* [About this exercise]: Filter the material below down to the lines with the word "access" and give those lines.

* [Given data]:
impl ChannelHub {
    /// Build the hub with the full channel table and its initial
    /// values.
    pub fn new(cfg: &crate::config::Config) -> Arc<Self> {
        let mut values = HashMap::new();
        values.insert(chan::ACQUIRE.into(), Value::Int(0));
        values.insert(chan::FRAMETIME.into(), Value::Double(1.0));
        values.insert(chan::FILEPATH.into(), Value::Str(cfg.filepath.clone()));
        values.insert(chan::WRITE_ROOT.into(), Value::Str(cfg.write_root.clone()));
        values.insert(chan::READ_ROOT.into(), Value::Str(cfg.read_root.clone()));
        values.insert(chan::SRC_MOUNT.into(), Value::Str(cfg.src_mount.clone()));
        values.insert(chan::DEST_MOUNT.into(), Value::Str(cfg.dest_mount.clone()));
        values.insert(chan::LAST_FILE.into(), Value::Str("null".into()));
        values.insert(chan::COUNT.into(), Value::Int(0));
        values.insert(chan::OVERFILL.into(), Value::Int(0));
        values.insert(chan::LAST_FRAME.into(), Value::Int(0));
        for c in [
            chan::UUID_CHIP,
            chan::UUID_CHAN,
            chan::UUID_TD,
            chan::UUID_PD,
            chan::UUID_TS,
        ] {
            values.insert(c.into(), Value::Str("null".into()));
        }
        let (tx, _) = tokio::sync::broadcast::channel(256);
        Arc::new(Self {
            values: std::sync::Mutex::new(values),
            tx,
        })
    }

    /// Current value of a channel.
    pub fn get(&self, channel: &str) -> Option<Value> {
        self.values.lock().unwrap().get(channel).cloned()
    }

    /// Store and publish a new value.
    pub fn set(&self, channel: &str, value: Value) {
        self.values
            .lock()
            .unwrap()
            .insert(channel.into(), value.clone());
        // Send errors just mean nobody is subscribed.
        let _ = self.tx.send(Update {
            channel: channel.into(),
            value,
            alarm: None,
        });
    }

    /// Publish an alarm on a channel, leaving its value as is.
    pub fn alarm(&self, channel: &str, message: &str) {
        warn!("alarm on {channel}: {message}");
        let value = self.get(channel).unwrap_or(Value::Null);
        let _ = self.tx.send(Update {
            channel: channel.into(),
            value,
            alarm: Some(message.into()),
        });
    }

    /// Subscribe to the update bus.
    pub fn subscribe(&self) -> tokio::sync::broadcast::Receiver<Update> {
        self.tx.subscribe()
    }
}

#[derive(Debug, Deserialize)]
#[serde(tag = "op", rename_all = "lowercase", deny_unknown_fields)]
enum Request {
    Read { channel: String },
    Write { channel: String, value: Value },
    Subscribe { channel: String },
}

/// The control-plane server.
pub struct Server {
    /// Channel store.
    pub hub: Arc<ChannelHub>,
    /// Register access for the device-backed channels.
    pub control: Arc<ControlClient>,
    /// Command bus to the acquisition controller.
    pub acq_tx: tokio::sync::mpsc::Sender<AcqCommand>,
}

const STRING_CHANNELS: [&str; 5] = [
    chan::FILEPATH,
    chan::WRITE_ROOT,
    chan::READ_ROOT,
    chan::SRC_MOUNT,
    chan::DEST_MOUNT,
];

impl Server {
    /// Accept loop. Each connection becomes its own cooperative task.
    pub async fn serve(self: Arc<Self>, listener: TcpListener) -> Result<()> {
        info!("control plane listening on {}", listener.local_addr()?);
        loop {
            let (stream, peer) = listener.accept().await?;
            debug!("control plane client {peer}");
            let server = self.clone();
            tokio::spawn(async move {
                if let Err(e) = server.client_loop(stream).await {
                    debug!("client {peer} closed: {e}");
                }
            });
        }
    }

    async fn client_loop(self: Arc<Self>, stream: TcpStream) -> Result<()> {
        let (read, mut write) = stream.into_split();
        let mut lines = BufReader::new(read).lines();
        let mut updates = self.hub.subscribe();
        let mut subscription: Option<String> = None;
        loop {
            tokio::select! {
                line = lines.next_line() => {
                    let Some(line) = line? else { return Ok(()) };
                    if line.trim().is_empty() {
                        continue;
                    }
                    let reply = self.dispatch(&line, &mut subscription).await;
                    write.write_all(reply.to_string().as_bytes()).await?;
                    write.write_all(b"\n").await?;
                }
                upd = updates.recv(), if subscription.is_some() => {
                    let upd = match upd {
                        Ok(u) => u,
                        // Fell behind the bus; skip what was lost.
                        Err(tokio::sync::broadcast::error::RecvError::Lagged(_)) => continue,
                        Err(_) => return Ok(()),
                    };
                    let want = subscription.as_deref().unwrap();
                    if want != "*" && want != upd.channel {
                        continue;
                    }
                    let mut body = serde_json::to_value(&upd)?;
                    body["event"] = "update".into();
                    write.write_all(body.to_string().as_bytes()).await?;
                    write.write_all(b"\n").await?;
                }
            }
        }
    }

    async fn dispatch(
        &self,
        line: &str,
        subscription: &mut Option<String>,
    ) -> serde_json::Value {
        let req: Request = match serde_json::from_str(line) {
            Ok(r) => r,
            Err(e) => {
                return serde_json::json!({
                    "ok": false, "error": "Protocol", "message": e.to_string(),
                });
            }
        };
        match req {
            Request::Read { channel } => match self.handle_read(&channel).await {
                Ok(value) => serde_json::json!({
                    "ok": true, "channel": channel, "value": value,
                }),
                Err(e) => error_reply(&channel, &e),
            },
            Request::Write { channel, value } => {
                match self.handle_write(&channel, value).await {
                    Ok(value) => serde_json::json!({
                        "ok": true, "channel": channel, "value": value,
                    }),
                    Err(e) => error_reply(&channel, &e),
                }
            }
            Request::Subscribe { channel } => {
                if channel != "*" && self.hub.get(&channel).is_none() {
                    return error_reply(
                        &channel,
                        &Error::Bounds(format!("no channel {channel:?}")),
                    );
                }
                *subscription = Some(channel.clone());
                serde_json::json!({"ok": true, "subscribed": channel})
            }
        }
    }

    /// Read one channel. `frametime` reads through to the device so
    /// the answer reflects the register, not a cached write.
    pub async fn handle_read(&self, channel: &str) -> Result<Value> {
        if channel == chan::FRAMETIME {
            let counts = self.control.read(FRAMETIME_REG).await?;
            let secs = counts as f64 * FRAMETIME_RESOLUTION;
            let value = Value::Double(secs);
            self.hub.set(chan::FRAMETIME, value.clone());
            return Ok(value);
        }
        self.hub
            .get(channel)
            .ok_or_else(|| Error::Bounds(format!("no channel {channel:?}")))
    }

    /// Validate and apply one channel write.
    pub async fn handle_write(&self, channel: &str, value: Value) -> Result<Value> {
        match channel {
            chan::ACQUIRE => match value {
                Value::Int(1) => {
                    self.hub.set(chan::ACQUIRE, Value::Int(1));
                    self.acq_tx
                        .send(AcqCommand::Start)
                        .await
                        .map_err(|_| Error::Protocol("controller is gone".into()))?;
                    Ok(Value::Int(1))
                }
                Value::Int(0) => {
                    self.acq_tx
                        .send(AcqCommand::Cancel)
                        .await
                        .map_err(|_| Error::Protocol("controller is gone".into()))?;
                    Ok(Value::Int(0))
                }
                other => Err(Error::Bounds(format!(
                    "acquire takes 0 or 1, not {other:?}"
                ))),
            },
            chan::FRAMETIME => {
                let secs = match value {
                    Value::Int(i) => i as f64,
                    Value::Double(d) => d,
                    other => {
                        return Err(Error::Bounds(format!(
                            "frametime takes seconds, not {other:?}"
                        )));
                    }
                };
                if !(0.0..=frametime_max()).contains(&secs) {
                    return Err(Error::Bounds(format!(
                        "frametime {secs} outside [0, {}]",
                        frametime_max()
                    )));
                }
                let counts = (secs / FRAMETIME_RESOLUTION).round();
                self.control.write(FRAMETIME_REG, counts as u32).await?;
                let value = Value::Double(secs);
                self.hub.set(chan::FRAMETIME, value.clone());
                Ok(value)
            }
            c if STRING_CHANNELS.contains(&c) => match value {
                Value::Str(s) => {
                    let value = Value::Str(s);
                    self.hub.set(c, value.clone());
                    Ok(value)
                }
                other => Err(Error::Bounds(format!(
                    "{c} takes a string, not {other:?}"
                ))),
            },
            c if self.hub.get(c).is_some() => {
                Err(Error::Bounds(format!("channel {c:?} is read-only")))
            }
            c => Err(Error::Bounds(format!("no channel {c:?}"))),
        }
    }
}
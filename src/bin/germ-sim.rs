/*! GeRM detector simulator.

Serves the register protocol and, on every START write, emits one
frame of synthetic events, published on the ZMQ data socket or fired
at a UDP collector.

```text
$ germ-sim --mode zmq
$ germ-sim --mode udp --collector 127.0.0.1:5558
```
*/
use anyhow::Result;
use clap::Parser;

use germ::sim::{self, SimDetector};

#[derive(clap::ValueEnum, Clone, Debug)]
enum Mode {
    /// Publish events on a PUB socket.
    Zmq,
    /// Fire datagrams at a UDP collector.
    Udp,
}

#[derive(clap::Parser, Debug)]
#[command(version, about)]
struct Opt {
    #[arg(long, value_enum, default_value = "zmq")]
    mode: Mode,

    /// Register socket bind endpoint.
    #[arg(long, default_value = "tcp://0.0.0.0:5555")]
    ctrl: String,

    /// Event publisher bind endpoint (zmq mode).
    #[arg(long, default_value = "tcp://0.0.0.0:5556")]
    data: String,

    /// Collector data address (udp mode).
    #[arg(long, default_value = "127.0.0.1:5558")]
    collector: String,

    /// Events per frame.
    #[arg(long, default_value = "50000")]
    events: usize,

    /// Bunches per frame on the zmq path.
    #[arg(long, default_value = "10")]
    bunches: usize,

    /// Coarse-timestamp ticks between events.
    #[arg(long = "tick-gap", default_value = "5000")]
    tick_gap: u32,

    #[arg(short, default_value = "0")]
    verbose: usize,
}

fn main() -> Result<()> {
    let opt = Opt::parse();
    stderrlog::new()
        .module(module_path!())
        .module("germ")
        .verbosity(opt.verbose)
        .timestamp(stderrlog::Timestamp::Second)
        .init()?;

    let rt = tokio::runtime::Builder::new_current_thread()
        .enable_all()
        .build()?;
    let det = SimDetector::new(opt.events, opt.bunches, opt.tick_gap);
    match opt.mode {
        Mode::Zmq => rt.block_on(sim::run_zmq_sim(&opt.ctrl, &opt.data, det))?,
        Mode::Udp => rt.block_on(sim::run_udp_sim(&opt.ctrl, &opt.collector, det))?,
    }
    Ok(())
}
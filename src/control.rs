/*! Register access to the detector.

Every transaction on the REQ/REP control socket is a single 12-byte
frame of three little-endian u32 words `[opcode, addr, value]`. A read
(`opcode 0`) is answered with the value field filled in; a write
(`opcode 1`) bounces the whole message back.

The client serializes callers with an async lock, so a reply always
reaches the caller that sent the matching request even when the
acquisition controller and control-plane handlers talk to the detector
concurrently.
*/
use std::time::Duration;

use bytes::Bytes;
use log::{debug, trace};
use zeromq::{Socket, SocketRecv, SocketSend, ZmqMessage};

use crate::{Error, Result};

/// Register read.
pub const OP_READ: u32 = 0;
/// Register write.
pub const OP_WRITE: u32 = 1;
/// Kick the high-speed DMA engine.
pub const OP_START_DMA: u32 = 2;

/// Frame-time register, in 1 µs units.
pub const FRAMETIME_REG: u32 = 0xD4;
/// Seconds per frame-time count.
pub const FRAMETIME_RESOLUTION: f64 = 1e-6;

/// Largest programmable frame time, in seconds.
pub fn frametime_max() -> f64 {
    (u32::MAX as f64) * FRAMETIME_RESOLUTION
}

/// Start data taking.
pub const START_DAQ: (u32, u32) = (0x00, 0x01);
/// Stop data taking.
pub const STOP_DAQ: (u32, u32) = (0x00, 0x00);

/// One step of the arming program.
#[derive(Debug, Clone, Copy)]
pub enum ArmStep {
    /// Register write.
    Write(u32, u32),
    /// Fixed settle delay.
    Sleep(Duration),
}

/// The arming program. Order matters: trigger setup, FPGA state
/// machine reset, ADC read count, FIFO reset with settle times, then
/// DAQ enable.
pub const ARM_SEQUENCE: &[ArmStep] = &[
    ArmStep::Write(0x00, 0x40),
    ArmStep::Write(0x00, 0x00),
    ArmStep::Write(0x10, 0x01),
    ArmStep::Write(0x18, 0x02),
    ArmStep::Write(0x68, 0x04),
    ArmStep::Sleep(Duration::from_millis(10)),
    ArmStep::Write(0x68, 0x00),
    ArmStep::Sleep(Duration::from_millis(10)),
    ArmStep::Write(0x68, 0x01),
    ArmStep::Write(0xD0, 0x01),
];

/// Default reply deadline.
pub const DEFAULT_TIMEOUT: Duration = Duration::from_secs(1);

fn pack(words: [u32; 3]) -> Vec<u8> {
    let mut buf = Vec::with_capacity(12);
    for w in words {
        buf.extend_from_slice(&w.to_le_bytes());
    }
    buf
}

fn unpack(msg: &ZmqMessage) -> Result<[u32; 3]> {
    if msg.len() != 1 {
        return Err(Error::Protocol(format!(
            "control reply has {} frames, want 1",
            msg.len()
        )));
    }
    let buf = msg.get(0).unwrap();
    if buf.len() != 12 {
        return Err(Error::Protocol(format!(
            "control reply is {} bytes, want 12",
            buf.len()
        )));
    }
    let mut words = [0u32; 3];
    for (w, c) in words.iter_mut().zip(buf.chunks_exact(4)) {
        *w = u32::from_le_bytes(c.try_into().unwrap());
    }
    Ok(words)
}

/// Client side of the detector control socket.
pub struct ControlClient {
    endpoint: String,
    sock: tokio::sync::Mutex<zeromq::ReqSocket>,
    timeout: Duration,
}

impl ControlClient {
    /// Connect to the detector control endpoint
    /// (e.g. `tcp://germ-det:5555`).
    pub async fn connect(endpoint: &str) -> Result<Self> {
        debug!("ControlClient: connecting to {endpoint}");
        let mut sock = zeromq::ReqSocket::new();
        sock.connect(endpoint).await?;
        Ok(Self {
            endpoint: endpoint.to_string(),
            sock: tokio::sync::Mutex::new(sock),
            timeout: DEFAULT_TIMEOUT,
        })
    }

    /// Replace the reply deadline.
    pub fn with_timeout(mut self, timeout: Duration) -> Self {
        self.timeout = timeout;
        self
    }

    /// One atomic request/reply. Holding the lock across both halves
    /// is what keeps transactions from interleaving.
    async fn transact(&self, req: [u32; 3]) -> Result<[u32; 3]> {
        let mut sock = self.sock.lock().await;
        trace!(
            "ControlClient: [{:#x}, {:#x}, {:#x}]",
            req[0], req[1], req[2]
        );
        sock.send(ZmqMessage::from(Bytes::from(pack(req)))).await?;
        match tokio::time::timeout(self.timeout, sock.recv()).await {
            Ok(reply) => unpack(&reply?),
            Err(_) => {
                // The REQ state machine is now stuck mid-transaction;
                // a fresh socket restores send/recv alternation. Not
                // a retry: the caller still sees the timeout.
                let mut fresh = zeromq::ReqSocket::new();
                fresh.connect(&self.endpoint).await?;
                *sock = fresh;
                Err(Error::Timeout(self.timeout))
            }
        }
    }

    /// Read register `addr`.
    pub async fn read(&self, addr: u32) -> Result<u32> {
        let rep = self.transact([OP_READ, addr, 0]).await?;
        if rep[0] != OP_READ || rep[1] != addr {
            return Err(Error::Protocol(format!(
                "read {addr:#x} answered for opcode {:#x} addr {:#x}",
                rep[0], rep[1]
            )));
        }
        Ok(rep[2])
    }

    /// Write `value` to register `addr`. The detector echoes the full
    /// message; anything else is a protocol error.
    pub async fn write(&self, addr: u32, value: u32) -> Result<()> {
        debug!("ControlClient: write {addr:#04x} <- {value:#x}");
        let rep = self.transact([OP_WRITE, addr, value]).await?;
        if rep != [OP_WRITE, addr, value] {
            return Err(Error::Protocol(format!(
                "write {addr:#x} echoed [{:#x}, {:#x}, {:#x}]",
                rep[0], rep[1], rep[2]
            )));
        }
        Ok(())
    }

    /// Kick the DMA engine for the high-speed path.
    pub async fn start_dma(&self) -> Result<()> {
        let rep = self.transact([OP_START_DMA, 0, 0]).await?;
        if rep[0] != OP_START_DMA {
            return Err(Error::Protocol(format!(
                "start_dma answered with opcode {:#x}",
                rep[0]
            )));
        }
        Ok(())
    }

    /// Run the arming program.
    pub async fn arm(&self) -> Result<()> {
        for step in ARM_SEQUENCE {
            match *step {
                ArmStep::Write(addr, value) => self.write(addr, value).await?,
                ArmStep::Sleep(d) => tokio::time::sleep(d).await,
            }
        }
        Ok(())
    }

    /// Assert detector START.
    pub async fn start(&self) -> Result<()> {
        self.write(START_DAQ.0, START_DAQ.1).await
    }

    /// Assert detector STOP.
    pub async fn stop(&self) -> Result<()> {
        self.write(STOP_DAQ.0, STOP_DAQ.1).await
    }
}
/// Parse one datagram. Non-final packets are exactly [`PACKET_BYTES`]
/// long; the final packet is shorter and must end with the close
/// sentinel.
pub fn parse_packet(buf: &[u8]) -> Result<Packet<'_>> {
    if !buf.len().is_multiple_of(4) || buf.len() < 16 {
        return Err(Error::Protocol(format!(
            "data packet of {} bytes",
            buf.len()
        )));
    }
    if buf.len() > PACKET_BYTES {
        return Err(Error::Protocol(format!(
            "data packet of {} bytes exceeds the {PACKET_BYTES} byte format",
            buf.len()
        )));
    }
    let nwords = buf.len() / 4;
    let seq = word(buf, 0);
    let (frame_num, body) = if seq == 0 {
        if word(buf, 1) != OPEN_SENTINEL {
            return Err(Error::Protocol(format!(
                "packet 0 sentinel is {:#010x}, want {OPEN_SENTINEL:#010x}",
                word(buf, 1)
            )));
        }
        (Some(word(buf, 2)), 16)
    } else {
        (None, 8)
    };
    if word(buf, nwords - 1) != CLOSE_SENTINEL {
        // Not the frame trailer, so it must be a full data packet.
        if buf.len() != PACKET_BYTES {
            return Err(Error::Protocol(format!(
                "short packet without close sentinel (last word {:#010x})",
                word(buf, nwords - 1)
            )));
        }
        return Ok(Packet {
            seq,
            frame_num,
            payload: &buf[body..],
            trailer: None,
        });
    }
    let trailer_at = buf.len() - 8;
    if trailer_at < body {
        return Err(Error::Protocol("truncated final packet".into()));
    }
    Ok(Packet {
        seq,
        frame_num,
        payload: &buf[body..trailer_at],
        trailer: Some(word(buf, nwords - 2)),
    })
}

/// Result of one reassembled frame, as reported in the handshake.
#[derive(Debug, Clone)]
pub struct Summary {
    /// Frame number from packet 0.
    pub frame_num: u64,
    /// Events written to the file.
    pub events: u64,
    /// Detector-side overflow count from the trailer.
    pub overflow: u64,
    /// The file that was written.
    pub path: PathBuf,
}

struct InFrame {
    path: PathBuf,
    writer: std::io::BufWriter<std::fs::File>,
    header_written: bool,
    frame_num: u32,
    expect_seq: u32,
    events: u64,
    lost: u64,
    degraded: bool,
}

enum Phase {
    Idle,
    Collecting(InFrame),
    Done { summary: Summary, sent_triple: bool },
}

enum Wake {
    Ctrl(ZmqMessage),
    Data(usize, SocketAddr),
    Stalled,
}

/// The collector service: one UDP data socket, one REP handshake
/// socket, one frame at a time.
pub struct Collector {
    data: tokio::net::UdpSocket,
    ctrl: zeromq::RepSocket,
    latched: Option<SocketAddr>,
    phase: Phase,
    /// An `"ack"` arrived while the frame was still open; the reply
    /// is owed as soon as the close sentinel lands.
    pending_ack: bool,
    idle_timeout: std::time::Duration,
}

* [Solution to this exercise]:
    /// Register access for the device-backed channels.
/*! Register access to the detector.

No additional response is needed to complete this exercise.